(Try it) Only lines containing "HeaderValue" are wanted from the data below. Copy those lines.

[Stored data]
------------------------------------------------------------
use std::str::FromStr;

use axum::extract::{Request, State};
use axum::http::HeaderMap;
use axum::middleware::Next;
use axum::response::Response;
use enermina_core::{AppError, UserIdentity};
use enermina_domain::{Subject, UserRole};
use subtle::ConstantTimeEq;

use crate::error::ApiResult;
use crate::state::AppState;

/// Shared secret proving a request passed the identity gateway.
pub const GATEWAY_SECRET_HEADER: &str = "x-enermina-gateway-secret";
/// Identity-provider subject claim of the caller.
pub const SUBJECT_HEADER: &str = "x-enermina-subject";
/// Comma-separated group memberships of the caller.
pub const GROUPS_HEADER: &str = "x-enermina-groups";
/// Email claim of the caller.
pub const EMAIL_HEADER: &str = "x-enermina-email";

/// Resolves the caller into a [`Subject`] request extension.
///
/// Requests without a subject header are guests. Asserted identities are
/// only trusted when they carry the gateway secret.
pub async fn resolve_subject(
    State(state): State<AppState>,
    mut request: Request,
    next: Next,
) -> ApiResult<Response> {
    let subject = subject_from_headers(request.headers(), &state.gateway_shared_secret)?;
    request.extensions_mut().insert(subject);
    Ok(next.run(request).await)
}

/// Rejects calls that do not carry the gateway secret.
pub async fn require_gateway_secret(
    State(state): State<AppState>,
    request: Request,
    next: Next,
) -> ApiResult<Response> {
    require_secret(request.headers(), &state.gateway_shared_secret)?;
    Ok(next.run(request).await)
}

fn subject_from_headers(headers: &HeaderMap, shared_secret: &str) -> Result<Subject, AppError> {
    let Some(subject) = header_text(headers, SUBJECT_HEADER) else {
        return Ok(Subject::Guest);
    };
    require_secret(headers, shared_secret)?;

    let groups = header_text(headers, GROUPS_HEADER)
        .map(|value| {
            value
                .split(',')
                .map(str::trim)
                .filter(|group| !group.is_empty())
                .map(|group| {
                    UserRole::from_str(group).map_err(|_| {
                        AppError::Unauthenticated(format!("unknown group '{group}' asserted"))
                    })
                })
                .collect::<Result<Vec<_>, _>>()
        })
        .transpose()?
        .unwrap_or_default();
    let email = header_text(headers, EMAIL_HEADER).map(str::to_owned);

    Ok(Subject::authenticated(
        UserIdentity::new(subject, email),
        groups,
    ))
}

fn require_secret(headers: &HeaderMap, shared_secret: &str) -> Result<(), AppError> {
    let presented = header_text(headers, GATEWAY_SECRET_HEADER).unwrap_or_default();
    if secrets_match(presented.as_bytes(), shared_secret.as_bytes()) {
        Ok(())
    } else {
        Err(AppError::Unauthenticated(
            "gateway credentials missing or invalid".to_owned(),
        ))
    }
}

fn header_text<'a>(headers: &'a HeaderMap, name: &str) -> Option<&'a str> {
    headers
        .get(name)
        .and_then(|value| value.to_str().ok())
        .map(str::trim)
        .filter(|value| !value.is_empty())
}

/// Compares the presented secret in constant time.
///
/// A length mismatch still runs a comparison so timing does not reveal the
/// expected length.
fn secrets_match(presented: &[u8], expected: &[u8]) -> bool {
    if presented.len() != expected.len() {
        let _ = expected.ct_eq(expected);
        return false;
    }

    presented.ct_eq(expected).into()
}

#[cfg(test)]
mod tests {
    use axum::http::{HeaderMap, HeaderValue};
    use enermina_core::AppError;
    use enermina_domain::{Subject, UserRole};

    use super::{
        EMAIL_HEADER, GATEWAY_SECRET_HEADER, GROUPS_HEADER, SUBJECT_HEADER, secrets_match,
        subject_from_headers,
    };

    const SECRET: &str = "gateway-secret";

    fn headers(values: &[(&'static str, &'static str)]) -> HeaderMap {
        let mut headers = HeaderMap::new();
        for (name, value) in values {
            headers.insert(*name, HeaderValue::from_static(value));
        }
        headers
    }

    #[test]
    fn missing_subject_means_guest() {
        let subject = subject_from_headers(&headers(&[]), SECRET);
        assert!(matches!(subject, Ok(Subject::Guest)));
    }

    #[test]
    fn asserted_identities_need_the_gateway_secret() {
        let subject = subject_from_headers(&headers(&[(SUBJECT_HEADER, "user-1")]), SECRET);
        assert!(matches!(subject, Err(AppError::Unauthenticated(_))));

        let subject = subject_from_headers(
            &headers(&[(SUBJECT_HEADER, "user-1"), (GATEWAY_SECRET_HEADER, "wrong")]),
            SECRET,
        );
        assert!(matches!(subject, Err(AppError::Unauthenticated(_))));
    }

    #[test]
    fn groups_and_email_are_carried_into_the_subject() {
        let subject = subject_from_headers(
            &headers(&[
                (SUBJECT_HEADER, "user-1"),
                (GATEWAY_SECRET_HEADER, SECRET),
                (GROUPS_HEADER, "ADMIN, SUBSCRIBER"),
                (EMAIL_HEADER, "admin@enermina.org"),
            ]),
            SECRET,
        )
        .unwrap_or_else(|_| unreachable!());

        assert_eq!(subject.identity_id(), Some("user-1"));
        assert!(subject.in_group(UserRole::Admin));
        assert!(subject.in_group(UserRole::Subscriber));
        assert!(!subject.in_group(UserRole::Professional));
    }

    #[test]
    fn unknown_groups_are_refused() {
        let subject = subject_from_headers(
            &headers(&[
                (SUBJECT_HEADER, "user-1"),
                (GATEWAY_SECRET_HEADER, SECRET),
                (GROUPS_HEADER, "SUPERUSER"),
            ]),
            SECRET,
        );

        assert!(matches!(subject, Err(AppError::Unauthenticated(_))));
    }

    #[test]
    fn secret_comparison_checks_length_and_content() {
        assert!(secrets_match(b"abc", b"abc"));
        assert!(!secrets_match(b"abc", b"abd"));
        assert!(!secrets_match(b"ab", b"abc"));
        assert!(!secrets_match(b"", b"abc"));
        assert!(!secrets_match(SECRET.as_bytes(), b"gateway-secreT"));
        assert!(secrets_match(SECRET.as_bytes(), SECRET.as_bytes()));
    }
}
------------------------------------------------------------
(Answer for the task)
    use axum::http::{HeaderMap, HeaderValue};
            headers.insert(*name, HeaderValue::from_static(value));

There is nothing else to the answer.